There is some truth to this. Several times I’ve waited 30 minutes for my Mac to update after a reboot. This is really annoying if you are not expecting it. Arch Linux updates are nice in that it updates most everything in place. Occasionally an app like a browser needs restarted, but the computer is largely still usable during updates. A quick reboot is all that is needed to finish if the kernel is updated. In general, updates on Linux systems (apt, pacman, etc) are generally way less painful than Windows or MacOS. Plus, you are in control of when they run.

Security is a tradeoff – if taken to extremes, it is worse than the problem it was trying to avoid in the first place. 2FA/MFA is great, but it’s likely that too many people get locked out of their accounts due to 2FA/MFA. Whatever happened to strong passwords and common sense? This works and should still be an option …

Oh no !! perhaps he also forgot to update the state of art microwave oven at home this morning before leaving to work, what happens when he reached home :slight_smile: …suspense

But in reality, I do agree, if these updates can be made seamless and behind the scene, a lot of living hours will be saved.

Recently helped someone recover their old Thunderbird mail profile on a computer. We tried to add new accounts to this profile so they could see their old mail and new mail accounts at the same time, and Thunderbird would have none of it – likely some obscure bug where new versions of Thunderbird will not work properly with profiles created with old versions of Thunderbird. We can say – “This should NOT be!”, but on the other hand, why should we expect authors of an excellent OSS product that we don’t pay for to test their software with profiles created by every previous version going back to who knows when. If you use open source software that requires the use of a long lived data set (email, Wordpress, Gitea, etc), I think your best bet is to update regularly and keep current. Then migrations in data formats have the best chance of working. If you try to jump too large a gap, there is more chance something will go wrong, no matter how carefully the developers wrote their migration code. I’ve run through dozens of Wordpress and Gitea updates in recent years and have had no problems.

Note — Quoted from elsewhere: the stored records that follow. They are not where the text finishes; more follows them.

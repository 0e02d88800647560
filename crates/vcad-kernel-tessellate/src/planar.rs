//! Planar faces: boundary sampling and ear-clipping with hole bridging.

use crate::mesh::{MeshBuffer, MeshFace};
use crate::TessellationParams;
use log::debug;
use vcad_kernel_math::Point3;
use vcad_kernel_topo::Face;

/// Tessellate a face lying on a plane.
///
/// The outer loop is made counter-clockwise and holes clockwise in the
/// plane frame, so emitted triangles face along the plane normal before the
/// face orientation is applied.
pub(crate) fn tessellate_planar_face(face: &Face, params: &TessellationParams) -> MeshBuffer {
    let Some(outer) = face.outer.as_ref() else {
        debug!("planar face without an outer wire skipped");
        return MeshBuffer::new();
    };

    let deflection = params.deflection();
    let frame = face.surface.frame();
    let axes = frame.axes();
    let project = |p: &Point3| {
        let d = p - frame.origin;
        (d.dot(&axes.x), d.dot(&axes.y))
    };

    let mut outer_3d = outer.sample(&deflection, params.weld_tolerance);
    if outer_3d.len() < 3 {
        debug!("planar face outer wire has {} samples", outer_3d.len());
        return MeshBuffer::new();
    }
    let mut outer_2d: Vec<(f64, f64)> = outer_3d.iter().map(project).collect();
    if polygon_area_2d(&outer_2d) < 0.0 {
        outer_2d.reverse();
        outer_3d.reverse();
    }

    let mut inner_2d = Vec::new();
    let mut inner_3d = Vec::new();
    for hole in &face.inner {
        let mut hole_3d = hole.sample(&deflection, params.weld_tolerance);
        if hole_3d.len() < 3 {
            continue;
        }
        let mut hole_2d: Vec<(f64, f64)> = hole_3d.iter().map(project).collect();
        if polygon_area_2d(&hole_2d) > 0.0 {
            hole_2d.reverse();
            hole_3d.reverse();
        }
        inner_2d.push(hole_2d);
        inner_3d.push(hole_3d);
    }

    let mut mesh = triangulate_polygon_with_holes(&outer_2d, &inner_2d, &outer_3d, &inner_3d);
    if face.is_reversed() {
        mesh.flip();
    }
    mesh
}

/// Signed area of a 2D polygon; positive when counter-clockwise.
pub(crate) fn polygon_area_2d(pts: &[(f64, f64)]) -> f64 {
    let n = pts.len();
    let mut area = 0.0;
    for i in 0..n {
        let j = (i + 1) % n;
        area += pts[i].0 * pts[j].1 - pts[j].0 * pts[i].1;
    }
    area * 0.5
}

/// Triangulate a CCW outer loop with CW holes.
///
/// Each hole is spliced into the outer loop through a bridge between its
/// closest vertex pair, giving one weakly simple polygon for ear clipping.
fn triangulate_polygon_with_holes(
    outer_2d: &[(f64, f64)],
    inner_2d: &[Vec<(f64, f64)>],
    outer_3d: &[Point3],
    inner_3d: &[Vec<Point3>],
) -> MeshBuffer {
    let mut all_2d: Vec<(f64, f64)> = outer_2d.to_vec();
    let mut mesh = MeshBuffer::new();
    for p in outer_3d {
        mesh.push_point(*p);
    }

    let mut poly: Vec<usize> = (0..outer_2d.len()).collect();
    let mut bridged: Vec<usize> = Vec::new();

    for (hole_2d, hole_3d) in inner_2d.iter().zip(inner_3d) {
        let start = all_2d.len();
        all_2d.extend_from_slice(hole_2d);
        for p in hole_3d {
            mesh.push_point(*p);
        }

        // Closest (hole vertex, polygon position), preferring outer vertices
        // not already used by an earlier bridge.
        let mut best: Option<(bool, f64, usize, usize)> = None;
        for (i, h) in hole_2d.iter().enumerate() {
            for (j, &v) in poly.iter().enumerate() {
                let o = all_2d[v];
                let dist = (o.0 - h.0).powi(2) + (o.1 - h.1).powi(2);
                let reused = bridged.contains(&v);
                let better = match best {
                    None => true,
                    Some((r, d, _, _)) => (reused, dist) < (r, d),
                };
                if better {
                    best = Some((reused, dist, i, j));
                }
            }
        }
        let Some((_, _, hole_at, poly_at)) = best else {
            continue;
        };

        let n = hole_2d.len();
        let bridge_outer = poly[poly_at];
        bridged.push(bridge_outer);
        let hole_loop = (0..n).map(|k| start + (hole_at + k) % n);

        let mut merged = Vec::with_capacity(poly.len() + n + 2);
        merged.extend_from_slice(&poly[..=poly_at]);
        merged.extend(hole_loop);
        merged.push(start + hole_at);
        merged.push(bridge_outer);
        merged.extend_from_slice(&poly[poly_at + 1..]);
        poly = merged;
    }

    for [a, b, c] in ear_clip_triangulate(&all_2d, &poly) {
        mesh.faces
            .push(MeshFace::triangle(a as u32, b as u32, c as u32));
    }
    mesh
}

/// Ear clipping of a counter-clockwise polygon given as indices into `verts`.
///
/// If no ear can be found (self-intersecting input) the remainder is fanned.
fn ear_clip_triangulate(verts: &[(f64, f64)], indices: &[usize]) -> Vec<[usize; 3]> {
    let mut out = Vec::new();
    if indices.len() < 3 {
        return out;
    }

    let mut remaining: Vec<usize> = indices.to_vec();
    while remaining.len() > 3 {
        let n = remaining.len();
        let mut ear = None;

        for i in 0..n {
            let prev = (i + n - 1) % n;
            let next = (i + 1) % n;
            let a = verts[remaining[prev]];
            let b = verts[remaining[i]];
            let c = verts[remaining[next]];

            let cross = (b.0 - a.0) * (c.1 - a.1) - (b.1 - a.1) * (c.0 - a.0);
            if cross <= 0.0 {
                continue;
            }

            let blocked = (0..n)
                .filter(|&j| j != prev && j != i && j != next)
                .any(|j| point_in_triangle_2d(verts[remaining[j]], a, b, c));
            if !blocked {
                ear = Some((prev, i, next));
                break;
            }
        }

        match ear {
            Some((prev, i, next)) => {
                out.push([remaining[prev], remaining[i], remaining[next]]);
                remaining.remove(i);
            }
            None => {
                // Degenerate or self-intersecting loop: stop clipping.
                debug!("ear clipping stalled with {n} vertices left, remainder dropped");
                return out;
            }
        }
    }

    out.push([remaining[0], remaining[1], remaining[2]]);
    out
}

/// Check if a point is strictly inside a triangle using barycentric coordinates.
fn point_in_triangle_2d(p: (f64, f64), a: (f64, f64), b: (f64, f64), c: (f64, f64)) -> bool {
    let v0 = (c.0 - a.0, c.1 - a.1);
    let v1 = (b.0 - a.0, b.1 - a.1);
    let v2 = (p.0 - a.0, p.1 - a.1);

    let dot00 = v0.0 * v0.0 + v0.1 * v0.1;
    let dot01 = v0.0 * v1.0 + v0.1 * v1.1;
    let dot02 = v0.0 * v2.0 + v0.1 * v2.1;
    let dot11 = v1.0 * v1.0 + v1.1 * v1.1;
    let dot12 = v1.0 * v2.0 + v1.1 * v2.1;

    let denom = dot00 * dot11 - dot01 * dot01;
    if denom.abs() < 1e-300 {
        return false;
    }
    let u = (dot11 * dot02 - dot01 * dot12) / denom;
    let v = (dot00 * dot12 - dot01 * dot02) / denom;

    let eps = 1e-10;
    u > eps && v > eps && (u + v) < 1.0 - eps
}

#[cfg(test)]
mod tests {
    use super::*;
    use std::f64::consts::{PI, TAU};
    use vcad_kernel_geom::Surface;
    use vcad_kernel_math::Vec3;
    use vcad_kernel_topo::Wire;

    fn square(size: f64) -> Vec<Point3> {
        vec![
            Point3::new(0.0, 0.0, 0.0),
            Point3::new(size, 0.0, 0.0),
            Point3::new(size, size, 0.0),
            Point3::new(0.0, size, 0.0),
        ]
    }

    #[test]
    fn test_ear_clip_concave() {
        // L-shape, CCW
        let verts = [
            (0.0, 0.0),
            (2.0, 0.0),
            (2.0, 1.0),
            (1.0, 1.0),
            (1.0, 2.0),
            (0.0, 2.0),
        ];
        let tris = ear_clip_triangulate(&verts, &[0, 1, 2, 3, 4, 5]);
        assert_eq!(tris.len(), 4);
        let area: f64 = tris
            .iter()
            .map(|t| polygon_area_2d(&[verts[t[0]], verts[t[1]], verts[t[2]]]))
            .sum();
        assert!((area - 3.0).abs() < 1e-12);
        // Every triangle keeps the CCW winding
        for t in &tris {
            assert!(polygon_area_2d(&[verts[t[0]], verts[t[1]], verts[t[2]]]) > 0.0);
        }
    }

    #[test]
    fn test_ear_clip_stall_emits_nothing_outside() {
        // No vertex is convex, so no ear exists
        let verts = [(0.0, 0.0), (1.0, 0.0), (2.0, 0.0), (3.0, 0.0)];
        assert!(ear_clip_triangulate(&verts, &[0, 1, 2, 3]).is_empty());
    }

    #[test]
    fn test_clockwise_boundary_is_normalized() {
        let mut pts = square(2.0);
        pts.reverse();
        let face = Face::new(Surface::plane(Point3::origin(), Vec3::z()), Wire::polygon(&pts));
        let mut mesh = tessellate_planar_face(&face, &TessellationParams::default());
        mesh.compute_face_normals();
        assert_eq!(mesh.num_faces(), 2);
        for f in &mesh.faces {
            assert!(f.normal.unwrap().z > 0.999);
        }
    }

    #[test]
    fn test_reversed_face_flips_winding() {
        let face = Face::new(
            Surface::plane(Point3::origin(), Vec3::z()),
            Wire::polygon(&square(1.0)),
        )
        .reversed();
        let mut mesh = tessellate_planar_face(&face, &TessellationParams::default());
        mesh.compute_face_normals();
        for f in &mesh.faces {
            assert!(f.normal.unwrap().z < -0.999);
        }
    }

    #[test]
    fn test_triangulate_square_with_circular_hole() {
        // 10x10 square with a radius-2 hole in the middle
        let n_seg = 16;
        let hole: Vec<Point3> = (0..n_seg)
            .map(|i| {
                let theta = TAU * i as f64 / n_seg as f64;
                Point3::new(5.0 + 2.0 * theta.cos(), 5.0 + 2.0 * theta.sin(), 0.0)
            })
            .collect();
        let face = Face::new(
            Surface::plane(Point3::origin(), Vec3::z()),
            Wire::polygon(&square(10.0)),
        )
        .with_hole(Wire::polygon(&hole));

        let mesh = tessellate_planar_face(&face, &TessellationParams::default());
        assert!(mesh.num_faces() > 0, "should produce triangles");

        // Polygonal hole area: n/2 · r² · sin(2π/n)
        let hole_area = 0.5 * n_seg as f64 * 4.0 * (TAU / n_seg as f64).sin();
        let area = mesh.surface_area();
        assert!(
            (area - (100.0 - hole_area)).abs() < 1e-6,
            "expected {}, got {area}",
            100.0 - hole_area
        );
        assert!((area - (100.0 - PI * 4.0)).abs() < 1.0);
    }

    #[test]
    fn test_face_without_outer_wire_is_skipped() {
        let face = Face::unbounded(Surface::plane(Point3::origin(), Vec3::z()));
        assert!(tessellate_planar_face(&face, &TessellationParams::default()).is_empty());
    }
}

Some work under the idea that once they find a computer system that works for them, they don’t ever want anything to change. There is sometimes a fear that updates may break things. Yes, this does occasionally happen, however I think the drawbacks of not updating are worse:

  • will run into problems with long lived datasets (email, anything with a database, etc).
  • more chances of security problems
  • larger change in features that are harder to adapt to than smaller changes more often
  • you miss out on new features/bug fixes. Generally new releases work better.

There are always exceptions to the above, but generally I’ve found keeping up to date works better for me. This is one reason rolling distros like Arch Linux work so well – they keep everything in your system up to date. Even distros like Ubuntu are reasonable with releases every 6mo. However, operating systems like Windows and commercial software like MS Office are a major pain for most users as things change a lot on major updates; thus, the aversion of many users to updating their software.

Anyway, Windows or Linux, if you run Thunderbird, keep it up to date!

Discourse is another application where dozens of updates have been flawless, but I rarely let it go more than 2 releases without updating.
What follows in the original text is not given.